I will protect your pensions. Nothing about your pension is going to change when I am governor. - Chris Christie, "An Open Letter to the Teachers of NJ" October, 2009

Thursday, January 12, 2012

Son of Mario = Governor Goofus?

Dear lord, what is the Son of Mario thinking?
Gov. Cuomo in a statement accused Assembly Democrats, led by Speaker Sheldon Silver, of putting the interests of the teachers unions before the students.
Cuomo singled out the Assembly Dems for what he deemed a faulty 2010 teacher evaluation law passed in order to qualify for federal Race To The Top funds.
The law required that a new teacher evaluation system be subject to negotiations between each local district and their teacher unions.
The city recently lost millions of dollars after failing to reach a deal with the union by the end-of-the-year deadline.
“The Assembly-led legislation in 2010 protected the teachers union at the expense of the students and instituted a system that was destined to fail,” Cuomo said.
So anything that is good for teachers is a priori bad for students? This is what you're saying?

Where has this insane notion come from? Who decided that teachers are now the enemies of children? And who is nuts enough to think that it's a winning political strategy to paint the very people who have dedicated their lives to teaching children as the bane of public education? Who is the Son of Mario emulating?


Oh - that guy. Yeah he's a real role model, all right. After all, he patterned his career after another real winner...

This is stupid beyond belief, both as a matter of policy and as politics. Cuomo is eating Arne Duncan's Race To The Top nonsense with a spoon, even though Duncan is completely incoherent on these issues. In the process, he insults every teacher in New York, hitches his reformy wagon to the failed policy of judging teachers with standardized tests, and even alienates parents in the process.

Parents? Yep:
Earlier Tuesday, Assembly Speaker Sheldon Silver was cheered at a rally of the Alliance for Quality Education, a group of parents, educators and union members that advocate for higher state aid for school districts with the greatest needs, including New York City's district.
Silver, a lower Manhattan Democrat, said he "respectfully disagrees" with Cuomo's shot across the bow in his State of the State speech last week at AQE and other school advocates. Cuomo said then that no one lobbies for kids, only for adults, and that he will become the students' lobbyist.
"The most powerful lobbying group for our students is our parents," Silver said.
Oh, snap! Well, Cuomo deserved that for being such a jerk last week. When you're arrogant enough to say that you are the real advocate for kids, and bus drivers are only in it for themselves, you deserve everything you get.

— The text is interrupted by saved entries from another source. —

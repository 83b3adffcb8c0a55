use std::time::Instant;

use faer::{ColRef, Mat, prelude::Solve};
use libm::fmax;

use crate::{
    ConfigError, LpNorm, SolveError,
    kkt::KktSystem,
    outcome::{SolveOutcome, StopReason},
};

pub(crate) mod rate;

// Tikhonov regularization added to the KKT matrix diagonal before each solve.
const REGULARIZATION_EPSILON: f64 = 1e-9;

// Singular values below this fraction of the largest one count as zero when
// judging invertibility.
const RANK_TOLERANCE: f64 = 1e-8;

/// Iteration controls for the Newton engine.
#[derive(Clone, Copy, Debug, PartialEq)]
pub struct Config {
    /// Hard cap on the number of Newton iterations.
    pub max_iterations: usize,
    /// Threshold shared by all three stopping criteria.
    pub tolerance: f64,
    /// Which Lp norm the distances and stopping criteria use.
    pub norm: LpNorm,
}

impl Default for Config {
    fn default() -> Self {
        Self {
            max_iterations: 50,
            tolerance: 1e-8,
            norm: LpNorm::Two,
        }
    }
}

impl Config {
    fn validate(&self) -> Result<(), ConfigError> {
        if self.max_iterations == 0 {
            return Err(ConfigError::ZeroIterationBudget);
        }
        if !(self.tolerance.is_finite() && self.tolerance > 0.0) {
            return Err(ConfigError::NonPositiveTolerance(self.tolerance));
        }
        Ok(())
    }
}

/// Run Newton's method on the KKT stationarity conditions of `system`.
///
/// The starting point is the concatenation of `initial_primal` and
/// `initial_multipliers`, in the system's variable order. Each iteration
/// evaluates the Hessian and gradient at the current iterate, regularizes
/// the Hessian, solves for the Newton step, and applies it; the loop ends
/// when a stopping criterion fires or the iteration budget runs out.
/// Exhausting the budget is a normal outcome, reported through
/// [`StopReason::IterationBudget`].
pub fn solve<S: KktSystem + ?Sized>(
    system: &S,
    initial_primal: &[f64],
    initial_multipliers: &[f64],
    config: Config,
) -> Result<SolveOutcome, SolveError> {
    config.validate()?;
    let n = system.num_variables();
    if n == 0 {
        return Err(SolveError::EmptySystem);
    }
    let guesses = initial_primal.len() + initial_multipliers.len();
    if guesses != n {
        return Err(SolveError::WrongNumberGuesses {
            variables: n,
            guesses,
        });
    }

    let mut current: Vec<f64> = initial_primal
        .iter()
        .chain(initial_multipliers)
        .copied()
        .collect();
    let mut all_solutions = vec![current.clone()];
    let mut distances: Vec<f64> = Vec::new();

    let mut hessian = Mat::<f64>::zeros(n, n);
    let mut gradient = vec![0.0; n];
    let mut stop_reason = StopReason::IterationBudget;

    let start = Instant::now();
    for iteration in 0..config.max_iterations {
        system.hessian(&current, &mut hessian)?;
        system.gradient(&current, &mut gradient)?;

        for i in 0..n {
            hessian[(i, i)] += REGULARIZATION_EPSILON;
        }
        ensure_invertible(&hessian, iteration, &current)?;

        // Newton step: solve H.step = g, then walk against it.
        let factored = hessian.full_piv_lu();
        let solved = factored.solve(ColRef::from_slice(&gradient));
        let step: Vec<f64> = solved.iter().copied().collect();

        let previous = current.clone();
        for (x, s) in current.iter_mut().zip(&step) {
            *x -= s;
        }
        all_solutions.push(current.clone());
        distances.push(config.norm.norm(&gradient));

        // Stopping criteria, in order; any one is sufficient.
        if config.norm.norm(&step) < config.tolerance {
            stop_reason = StopReason::StepSize;
            break;
        }
        let change: Vec<f64> = current
            .iter()
            .zip(&previous)
            .map(|(c, p)| c - p)
            .collect();
        if config.norm.norm(&change) < config.tolerance {
            stop_reason = StopReason::SolutionChange;
            break;
        }
        if distances.len() > 2 {
            let trend = rate::trend_gradient(&distances);
            if config.norm.norm(&trend) < config.tolerance {
                stop_reason = StopReason::GradientTrend;
                break;
            }
        }
    }
    let cpu_time = start.elapsed();
    let (rate_constant, convergence_rate) = rate::estimate(&distances);

    Ok(SolveOutcome {
        iterations: distances.len(),
        all_solutions,
        final_solution: current,
        distances,
        cpu_time,
        convergence_rate,
        rate_constant,
        stop_reason,
        num_primal: initial_primal.len(),
    })
}

/// Reject a (numerically) non-invertible KKT matrix before factorizing it.
///
/// Singular values below `RANK_TOLERANCE` times the largest count as zero.
/// The absolute floor catches a matrix whose only content is the
/// regularization shift itself: `1e-9.I` is invertible on paper, but a
/// Newton step against it is pure noise.
fn ensure_invertible(
    hessian: &Mat<f64>,
    iteration: usize,
    iterate: &[f64],
) -> Result<(), SolveError> {
    let svd = hessian.svd().map_err(SolveError::Svd)?;
    let sigma = svd.S().column_vector();
    let largest = sigma
        .iter()
        .copied()
        .reduce(fmax)
        .ok_or(SolveError::EmptySystem)?;

    let singular = largest <= REGULARIZATION_EPSILON * 10.0
        || sigma.iter().any(|&s| s <= RANK_TOLERANCE * largest);
    if singular {
        return Err(SolveError::SingularSystem {
            iteration,
            iterate: iterate.to_vec(),
        });
    }
    Ok(())
}
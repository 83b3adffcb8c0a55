use faer::linalg::svd::SvdError;

use crate::equations::Var;

/// Rejected solver configuration, checked before the iteration loop starts.
#[derive(thiserror::Error, Debug, Clone, Copy, PartialEq)]
pub enum ConfigError {
    /// The iteration budget must allow at least one iteration.
    #[error("max_iterations must be at least 1")]
    ZeroIterationBudget,
    /// Tolerances must be positive finite reals.
    #[error("tolerance must be a positive real, got {0}")]
    NonPositiveTolerance(f64),
}

/// Errors that could occur while running the Newton-KKT solve.
#[derive(thiserror::Error, Debug)]
pub enum SolveError {
    /// The configuration was rejected up front.
    #[error("invalid configuration: {0}")]
    Config(#[from] ConfigError),
    /// An equation referenced a variable that has no slot in the
    /// variable vector.
    #[error("variable {0} not found in the variable vector")]
    UnknownVariable(Var),
    /// There should be exactly 1 initial value per variable, but you
    /// supplied the wrong number.
    #[error(
        "The system has {variables} variables (primal plus multipliers) but {guesses} initial values were supplied"
    )]
    WrongNumberGuesses {
        /// How many variables the KKT system declares.
        variables: usize,
        /// How many initial values were given.
        guesses: usize,
    },
    /// The regularized KKT matrix was numerically non-invertible, so no
    /// Newton step exists. Fatal; the solve is aborted where it stood.
    #[error("singular KKT matrix at iteration {iteration}")]
    SingularSystem {
        /// Which iteration hit the singular matrix (0-based).
        iteration: usize,
        /// The iterate the matrix was evaluated at.
        iterate: Vec<f64>,
    },
    /// Faer: could not decompose the KKT matrix.
    #[error("something went wrong doing SVD in faer")]
    Svd(SvdError),
    /// You provided a system with no variables.
    #[error("cannot solve an empty system")]
    EmptySystem,
}
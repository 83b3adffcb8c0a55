// Closure-based forward evaluation: an equation knows how to produce its
// value and its first and second partial derivatives at any concrete point.
use indexmap::IndexMap;
use libm::pow;

use crate::SolveError;

/// Index of a variable in the shared ordered variable vector.
pub type Var = usize;

/// First partial derivatives, one entry per involved variable.
pub type Gradient = IndexMap<Var, f64>;

/// Second partial derivatives, one entry per ordered `(low, high)` pair of
/// involved variables. Symmetric entries are stored once.
pub type Curvature = IndexMap<(Var, Var), f64>;

/// Result of evaluating an equation at a point.
#[derive(Debug, PartialEq)]
pub struct Eval {
    /// The value of the equation.
    pub value: f64,
    /// All first derivatives.
    pub gradient: Gradient,
    /// All second derivatives.
    pub curvature: Curvature,
}

impl Eval {
    /// First derivative with respect to `var` (0 if `var` isn't involved).
    pub fn first(&self, var: Var) -> f64 {
        self.gradient.get(&var).copied().unwrap_or_default()
    }

    /// Second derivative with respect to `i` and `j`, in either order
    /// (0 if the pair isn't involved).
    pub fn second(&self, i: Var, j: Var) -> f64 {
        self.curvature
            .get(&ordered(i, j))
            .copied()
            .unwrap_or_default()
    }
}

fn ordered(i: Var, j: Var) -> (Var, Var) {
    if i <= j { (i, j) } else { (j, i) }
}

/// This is basically a newtype for
/// `Fn(&[f64]) -> Result<Eval>`.
trait Evaluate: Fn(&[f64]) -> Result<Eval, SolveError> {}
impl<F> Evaluate for F where F: Fn(&[f64]) -> Result<Eval, SolveError> {}

/// Symbolic equation that can be evaluated.
pub struct Equation {
    /// An equation really is nothing more than something to be evaluated.
    /// So all the significant logic for the equation lives in this closure.
    eval: Box<dyn Evaluate>,
    #[cfg(test)]
    debug_repr: String,
}

#[cfg(test)]
impl std::fmt::Debug for Equation {
    fn fmt(&self, f: &mut std::fmt::Formatter<'_>) -> std::fmt::Result {
        write!(f, "{}", self.debug_repr)
    }
}

impl Equation {
    /// Simplest equation: a constant.
    /// Does not depend on input variables at all.
    pub fn constant(value: f64) -> Self {
        let eval = move |_point: &[f64]| {
            Ok(Eval {
                value,
                gradient: Gradient::new(),
                curvature: Curvature::new(),
            })
        };
        Self {
            eval: Box::new(eval),
            #[cfg(test)]
            debug_repr: value.to_string(),
        }
    }

    /// Simple equation with a single variable, e.g. `x3`.
    /// The variable is the entry at index `var` of the point vector.
    pub fn variable(var: Var) -> Self {
        let eval = move |point: &[f64]| {
            let Some(value) = point.get(var).copied() else {
                return Err(SolveError::UnknownVariable(var));
            };
            let mut gradient = Gradient::with_capacity(1);
            gradient.insert(var, 1.0);
            Ok(Eval {
                value,
                gradient,
                curvature: Curvature::new(),
            })
        };
        Self {
            eval: Box::new(eval),
            #[cfg(test)]
            debug_repr: format!("x{var}"),
        }
    }

    /// Evaluate at a concrete point.
    pub fn evaluate(&self, point: &[f64]) -> Result<Eval, SolveError> {
        (self.eval)(point)
    }

    /// Raise to a non-negative integer power.
    pub fn powi(self, n: u32) -> Self {
        #[cfg(test)]
        let debug_repr = format!("({})^{n}", self.debug_repr);
        let eval = move |point: &[f64]| {
            let Eval {
                value: u,
                gradient: du,
                curvature: mut ddu,
            } = self.evaluate(point)?;

            let nf = f64::from(n);
            // d(u^n) = n.u^(n-1).du
            let c1 = if n == 0 { 0.0 } else { nf * pow(u, nf - 1.0) };
            ddu.values_mut().for_each(|d| *d *= c1);
            // dd(u^n) = n.(n-1).u^(n-2).du.du + n.u^(n-1).ddu
            if n >= 2 {
                let c2 = nf * (nf - 1.0) * pow(u, nf - 2.0);
                for a in 0..du.len() {
                    for b in a..du.len() {
                        let (&i, &di) = du.get_index(a).unwrap();
                        let (&j, &dj) = du.get_index(b).unwrap();
                        upsert(&mut ddu, ordered(i, j), c2 * di * dj);
                    }
                }
            }
            let mut gradient = du;
            gradient.values_mut().for_each(|d| *d *= c1);

            Ok(Eval {
                value: pow(u, nf),
                gradient,
                curvature: ddu,
            })
        };
        Self {
            eval: Box::new(eval),
            #[cfg(test)]
            debug_repr,
        }
    }
}

impl std::ops::Add for Equation {
    type Output = Self;

    fn add(self, rhs: Self) -> Self::Output {
        #[cfg(test)]
        let debug_repr = format!("({} + {})", self.debug_repr, rhs.debug_repr);

        let eval = move |point: &[f64]| {
            let a = self.evaluate(point)?;
            let b = rhs.evaluate(point)?;
            Ok(Eval {
                value: a.value + b.value,
                gradient: union_with(a.gradient, b.gradient, |x, y| x + y),
                curvature: union_with(a.curvature, b.curvature, |x, y| x + y),
            })
        };
        Self {
            eval: Box::new(eval),
            #[cfg(test)]
            debug_repr,
        }
    }
}

impl std::ops::Sub for Equation {
    type Output = Self;

    fn sub(self, rhs: Self) -> Self::Output {
        self + (-rhs)
    }
}

impl std::ops::Mul for Equation {
    type Output = Self;

    fn mul(self, rhs: Self) -> Self::Output {
        #[cfg(test)]
        let debug_repr = format!("({} * {})", self.debug_repr, rhs.debug_repr);
        let eval = move |point: &[f64]| {
            let Eval {
                value: va,
                gradient: da,
                curvature: mut dda,
            } = self.evaluate(point)?;
            let Eval {
                value: vb,
                gradient: db,
                curvature: mut ddb,
            } = rhs.evaluate(point)?;

            // Product rule, second order:
            //   (ab)_ij = a_ij.b + a.b_ij + a_i.b_j + a_j.b_i
            // Reuse the existing maps rather than collecting new ones.
            dda.values_mut().for_each(|d| *d *= vb);
            ddb.values_mut().for_each(|d| *d *= va);
            let mut curvature = union_with(dda, ddb, |x, y| x + y);
            for (&i, &dai) in &da {
                for (&j, &dbj) in &db {
                    // The (i, j) and (j, i) passes each land one of the two
                    // cross terms in the shared ordered slot, except on the
                    // diagonal where a single pass must carry both.
                    let cross = if i == j { 2.0 * dai * dbj } else { dai * dbj };
                    upsert(&mut curvature, ordered(i, j), cross);
                }
            }

            let mut da = da;
            let mut db = db;
            da.values_mut().for_each(|d| *d *= vb);
            db.values_mut().for_each(|d| *d *= va);

            Ok(Eval {
                value: va * vb,
                gradient: union_with(da, db, |x, y| x + y),
                curvature,
            })
        };
        Self {
            eval: Box::new(eval),
            #[cfg(test)]
            debug_repr,
        }
    }
}

impl std::ops::Neg for Equation {
    type Output = Self;

    fn neg(self) -> Self::Output {
        #[cfg(test)]
        let debug_repr = format!("-{}", self.debug_repr);
        let eval = move |point: &[f64]| {
            let Eval {
                value,
                mut gradient,
                mut curvature,
            } = self.evaluate(point)?;
            gradient.values_mut().for_each(|d| *d = -*d);
            curvature.values_mut().for_each(|d| *d = -*d);
            Ok(Eval {
                value: -value,
                gradient,
                curvature,
            })
        };
        Self {
            eval: Box::new(eval),
            #[cfg(test)]
            debug_repr,
        }
    }
}

/// Add `value` into the entry at `key`, inserting it if absent.
fn upsert<K: std::hash::Hash + Eq>(map: &mut IndexMap<K, f64>, key: K, value: f64) {
    if let Some(existing) = map.get_mut(&key) {
        *existing += value;
    } else {
        map.insert(key, value);
    }
}

/// Union two maps. If a value appears in both maps,
/// pass both instances into `f` and insert that value.
fn union_with<K: std::hash::Hash + Eq, V: Copy>(
    a: IndexMap<K, V>,
    b: IndexMap<K, V>,
    f: impl Fn(V, V) -> V,
) -> IndexMap<K, V> {
    let mut out = a;
    out.reserve(b.len());
    for (b_key, b_val) in b {
        if let Some(a_val) = out.get(&b_key) {
            out.insert(b_key, f(*a_val, b_val));
        } else {
            out.insert(b_key, b_val);
        }
    }
    out
}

And if governors like Cuomo continue to listen to Duncan and insist on pushing unreliable, inconsistent standardized tests as a part of teacher evaluations, they will be tied up in the courts, probably for years. They can huff and puff all they want, but the facts are not in dispute, and they will have only themselves to blame for the legal quagmire in which they'll mire their state.

Not to menton all the parents who do not want their kids spending their entire school day drilling and killing.

Again, Governor Cuomo, you have a choice. Governor Jerry Brown of California is standing up to this nonsense:
Governor Brown first made waves regarding education when, as State Attorney General, he wrote ascathing letter to Arne Duncan in response to Race to the Top.
He sent another strong signal this spring, when his May Budget Outline made it clear he feels testing is out of control. He wrote then:
Testing takes huge amounts of time from classroom instruction. Data collection requirements are cumbersome and do not provide timely - and therefore usable - information back to schools. Teachers are forced to cub their own creativity and engagement with students as they focus on teaching to the test. State and federal administrators continue to centralize teaching authority far from the classroom.

In vetoing SB 547, Brown has taken the strongest stance yet. His entire statement is availablehere, at the Answer Sheet blog. The proposed law,Senate Bill 547 was drafted to mitigate some of the more onerous aspects of the state's Academic Performance Index (API) system, replacing it with something called the Education Quality Index. It appears that this index would score schools based not only on test scores, but also graduation rates, college preparedness and career readiness. Governor Brown asserted, however, that these changes did not go nearly far enough. He wrote,

SB547 nowhere mentions good character or love of learning. It does allude to student excitement and creativity, but does not take these qualities seriously because they can't be placed in a data stream. Lost in the bill's turgid mandates is any recognition that quality is fundamentally different from quantity.
Now that's what I call being an advocate for children. You could do the same; or, you could continue to bash teachers like your Republican buddy across the Hudson. Your choice.

Who does the Son of Mario want to be?